US federal agencies have launched an investigation over a near-collision between two aircraft carrying passengers at New York’s JFK International Airport, ABC News reported.

The incident happened on the night of 13 January between a Delta Air Lines aircraft and an American Airlines flight.

Both the US Federal Aviation Administration (FAA) and the National Transportation Safety Board are investigating the averted collision.

Delta Air Lines’ Boeing 737 flight carried 145 passengers and six crew members onboard, The Guardian reported.

The American Airlines Boeing 777 was carrying 137 passengers and 14 crew members, reported BBC.

The Delta Air Lines aircraft stopped 1,000ft from where the American Airlines plane ‘had crossed from the adjacent taxiway’, according to FAA.

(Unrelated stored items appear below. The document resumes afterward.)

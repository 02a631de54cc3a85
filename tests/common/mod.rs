//! Shared test support: a minimal one-shot HTTP service mock
//!
//! Binds a loopback listener, serves exactly one request, and hands the raw
//! request text back to the test for inspection. Small enough to keep the
//! protocol tests against a real socket instead of a stubbed transport.

#![allow(dead_code)]

use std::io::{Read, Write};
use std::net::{TcpListener, TcpStream};
use std::thread::{self, JoinHandle};
use std::time::Duration;

pub struct MockService {
    pub url: String,
    handle: JoinHandle<String>,
}

impl MockService {
    /// Serve exactly one request with the given status line and body
    pub fn respond_with(status_line: &'static str, body: &'static str) -> Self {
        let listener = bind();
        let url = local_url(&listener);
        let handle = thread::spawn(move || {
            let (mut stream, _) = listener.accept().unwrap();
            let request = read_request(&mut stream);
            let response = format!(
                "HTTP/1.1 {status_line}\r\nContent-Type: application/json\r\nContent-Length: {len}\r\nConnection: close\r\n\r\n{body}",
                len = body.len()
            );
            stream.write_all(response.as_bytes()).unwrap();
            request
        });
        MockService { url, handle }
    }

    /// Accept one connection and drop it without answering
    pub fn drop_connection() -> Self {
        let listener = bind();
        let url = local_url(&listener);
        let handle = thread::spawn(move || {
            let (stream, _) = listener.accept().unwrap();
            drop(stream);
            String::new()
        });
        MockService { url, handle }
    }

    /// Accept one connection and stall without answering
    ///
    /// Long enough to outlive any client timeout a test configures.
    pub fn stall(duration: Duration) -> Self {
        let listener = bind();
        let url = local_url(&listener);
        let handle = thread::spawn(move || {
            let (mut stream, _) = listener.accept().unwrap();
            let request = read_request(&mut stream);
            thread::sleep(duration);
            request
        });
        MockService { url, handle }
    }

    /// A URL nothing is listening on
    pub fn refused_url() -> String {
        let listener = bind();
        let url = local_url(&listener);
        drop(listener);
        url
    }

    /// The raw request text the mock received
    pub fn request(self) -> String {
        self.handle.join().unwrap()
    }
}

/// Body of a raw HTTP request (everything after the blank line)
pub fn request_body(request: &str) -> &str {
    request
        .split_once("\r\n\r\n")
        .map(|(_, body)| body)
        .unwrap_or("")
}

pub fn init_tracing() {
    use tracing_subscriber::EnvFilter;
    let _ = tracing_subscriber::fmt()
        .with_env_filter(EnvFilter::from_default_env())
        .try_init();
}

fn bind() -> TcpListener {
    TcpListener::bind("127.0.0.1:0").unwrap()
}

fn local_url(listener: &TcpListener) -> String {
    format!("http://{}", listener.local_addr().unwrap())
}

/// Read one HTTP request: headers, then Content-Length worth of body
fn read_request(stream: &mut TcpStream) -> String {
    let mut buf = Vec::new();
    let mut chunk = [0u8; 4096];
    loop {
        let n = stream.read(&mut chunk).unwrap();
        if n == 0 {
            break;
        }
        buf.extend_from_slice(&chunk[..n]);

        if let Some(end) = find(&buf, b"\r\n\r\n") {
            let header = String::from_utf8_lossy(&buf[..end]).to_string();
            let content_length = header
                .lines()
                .find_map(|line| {
                    let (name, value) = line.split_once(':')?;
                    if name.eq_ignore_ascii_case("content-length") {
                        value.trim().parse::<usize>().ok()
                    } else {
                        None
                    }
                })
                .unwrap_or(0);

            let body_start = end + 4;
            while buf.len() < body_start + content_length {
                let n = stream.read(&mut chunk).unwrap();
                if n == 0 {
                    break;
                }
                buf.extend_from_slice(&chunk[..n]);
            }
            break;
        }
    }
    String::from_utf8_lossy(&buf).to_string()
}

fn find(haystack: &[u8], needle: &[u8]) -> Option<usize> {
    haystack
        .windows(needle.len())
        .position(|window| window == needle)
}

NBC News quoted Delta flight passenger Brian Healy as saying: “It was like a split second of panic that resulted in this audible reaction on the plane. I felt the adrenaline and there was total quiet on the plane, and then there was relief when the plane came to a stop.”

Following the incident, the flights were postponed until the morning of 14 January.

Delta provided accommodation for passengers during the wait, according to the newspaper report.

ABC News quoted a Delta spokesperson as saying: “Delta will work with and assist aviation authorities on a full review of Flight 1943 on January 13, regarding a successful aborted take-off procedure at New York-JFK. We apologise to our customers for the inconvenience and delay of their travels.”

Meanwhile, American Airlines declined to comment and deferred all questions to the FAA.